*** Source information ***

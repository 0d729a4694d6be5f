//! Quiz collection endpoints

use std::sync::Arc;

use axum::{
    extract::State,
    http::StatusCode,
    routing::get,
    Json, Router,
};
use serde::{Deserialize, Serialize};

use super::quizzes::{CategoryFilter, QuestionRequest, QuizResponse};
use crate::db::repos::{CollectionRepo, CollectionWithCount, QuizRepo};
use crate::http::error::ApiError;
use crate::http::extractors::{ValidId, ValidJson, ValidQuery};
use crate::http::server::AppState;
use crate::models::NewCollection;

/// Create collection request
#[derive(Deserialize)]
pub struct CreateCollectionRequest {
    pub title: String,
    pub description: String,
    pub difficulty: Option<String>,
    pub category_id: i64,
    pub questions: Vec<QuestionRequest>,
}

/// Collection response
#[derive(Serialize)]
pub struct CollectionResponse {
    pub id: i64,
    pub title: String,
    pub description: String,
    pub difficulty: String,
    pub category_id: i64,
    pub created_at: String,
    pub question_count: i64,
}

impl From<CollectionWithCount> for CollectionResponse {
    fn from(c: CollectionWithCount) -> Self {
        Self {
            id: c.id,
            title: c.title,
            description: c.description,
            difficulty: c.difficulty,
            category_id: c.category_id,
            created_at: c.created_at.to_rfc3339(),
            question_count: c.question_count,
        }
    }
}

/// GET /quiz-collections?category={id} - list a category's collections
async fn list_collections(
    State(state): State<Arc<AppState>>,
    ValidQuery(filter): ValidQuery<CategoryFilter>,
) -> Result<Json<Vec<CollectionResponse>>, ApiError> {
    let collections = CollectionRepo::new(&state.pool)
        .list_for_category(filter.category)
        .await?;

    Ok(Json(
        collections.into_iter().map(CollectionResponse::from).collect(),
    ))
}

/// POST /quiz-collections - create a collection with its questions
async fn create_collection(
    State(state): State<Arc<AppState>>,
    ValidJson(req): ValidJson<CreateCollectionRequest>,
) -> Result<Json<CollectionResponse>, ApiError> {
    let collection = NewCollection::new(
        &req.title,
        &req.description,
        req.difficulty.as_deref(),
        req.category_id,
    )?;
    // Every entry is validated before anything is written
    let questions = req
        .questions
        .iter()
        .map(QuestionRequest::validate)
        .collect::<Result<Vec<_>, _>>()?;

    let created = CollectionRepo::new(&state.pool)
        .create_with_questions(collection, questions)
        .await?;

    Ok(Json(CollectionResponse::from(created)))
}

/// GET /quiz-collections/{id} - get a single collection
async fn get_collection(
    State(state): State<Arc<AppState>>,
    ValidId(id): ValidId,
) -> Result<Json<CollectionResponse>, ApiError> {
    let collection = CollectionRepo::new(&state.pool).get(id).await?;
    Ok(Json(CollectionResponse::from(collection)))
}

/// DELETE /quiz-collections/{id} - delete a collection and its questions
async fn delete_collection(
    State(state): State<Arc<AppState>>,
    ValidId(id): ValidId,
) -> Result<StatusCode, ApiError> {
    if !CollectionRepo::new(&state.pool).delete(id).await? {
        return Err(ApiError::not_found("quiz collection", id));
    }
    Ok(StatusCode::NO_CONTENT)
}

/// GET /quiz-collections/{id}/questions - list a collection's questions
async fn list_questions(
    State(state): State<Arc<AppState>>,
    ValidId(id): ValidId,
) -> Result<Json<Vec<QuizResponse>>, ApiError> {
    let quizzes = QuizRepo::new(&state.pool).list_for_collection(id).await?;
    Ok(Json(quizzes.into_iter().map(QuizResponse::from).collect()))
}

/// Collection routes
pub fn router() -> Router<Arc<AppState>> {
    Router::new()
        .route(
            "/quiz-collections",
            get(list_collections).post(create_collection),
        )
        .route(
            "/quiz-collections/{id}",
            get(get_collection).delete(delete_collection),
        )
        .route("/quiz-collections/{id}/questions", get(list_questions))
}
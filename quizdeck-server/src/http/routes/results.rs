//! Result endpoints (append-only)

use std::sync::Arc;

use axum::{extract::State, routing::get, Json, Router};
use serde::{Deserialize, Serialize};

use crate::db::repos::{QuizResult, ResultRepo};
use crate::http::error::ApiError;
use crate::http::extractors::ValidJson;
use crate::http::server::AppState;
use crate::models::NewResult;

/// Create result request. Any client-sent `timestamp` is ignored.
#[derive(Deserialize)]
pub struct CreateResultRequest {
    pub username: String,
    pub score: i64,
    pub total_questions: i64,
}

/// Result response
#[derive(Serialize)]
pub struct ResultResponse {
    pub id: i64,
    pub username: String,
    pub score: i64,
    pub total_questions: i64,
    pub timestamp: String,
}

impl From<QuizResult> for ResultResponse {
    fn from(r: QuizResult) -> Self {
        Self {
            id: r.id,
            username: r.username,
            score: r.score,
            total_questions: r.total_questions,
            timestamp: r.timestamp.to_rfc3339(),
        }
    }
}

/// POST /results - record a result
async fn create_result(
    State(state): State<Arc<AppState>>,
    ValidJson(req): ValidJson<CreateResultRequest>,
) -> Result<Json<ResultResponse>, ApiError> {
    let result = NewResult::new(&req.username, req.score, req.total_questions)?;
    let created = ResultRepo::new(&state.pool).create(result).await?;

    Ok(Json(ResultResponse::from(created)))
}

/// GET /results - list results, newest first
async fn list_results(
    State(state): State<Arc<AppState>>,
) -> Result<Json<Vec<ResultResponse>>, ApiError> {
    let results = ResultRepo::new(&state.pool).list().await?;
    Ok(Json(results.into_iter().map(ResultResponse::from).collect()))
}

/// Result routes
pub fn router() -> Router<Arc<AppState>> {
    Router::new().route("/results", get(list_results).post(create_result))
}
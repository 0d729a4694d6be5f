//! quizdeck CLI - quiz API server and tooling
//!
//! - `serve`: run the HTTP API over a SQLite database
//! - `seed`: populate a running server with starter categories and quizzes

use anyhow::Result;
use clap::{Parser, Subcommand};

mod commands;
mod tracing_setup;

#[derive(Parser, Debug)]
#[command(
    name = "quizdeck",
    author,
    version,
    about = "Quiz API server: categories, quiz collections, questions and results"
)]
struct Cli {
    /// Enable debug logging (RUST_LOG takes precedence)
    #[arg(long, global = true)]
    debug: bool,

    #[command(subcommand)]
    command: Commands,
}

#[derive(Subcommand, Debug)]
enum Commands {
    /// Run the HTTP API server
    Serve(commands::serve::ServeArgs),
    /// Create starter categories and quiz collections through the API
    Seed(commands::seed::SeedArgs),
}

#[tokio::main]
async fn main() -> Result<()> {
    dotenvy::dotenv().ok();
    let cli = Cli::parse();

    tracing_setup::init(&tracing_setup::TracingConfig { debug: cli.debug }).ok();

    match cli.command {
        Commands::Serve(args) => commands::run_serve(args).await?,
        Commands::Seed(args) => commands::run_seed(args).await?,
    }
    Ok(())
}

*** End of Source information ***

Work request
Filter the entries above down to the lines containing the word "NewCollection".

Output of the exercise
use crate::models::NewCollection;
    let collection = NewCollection::new(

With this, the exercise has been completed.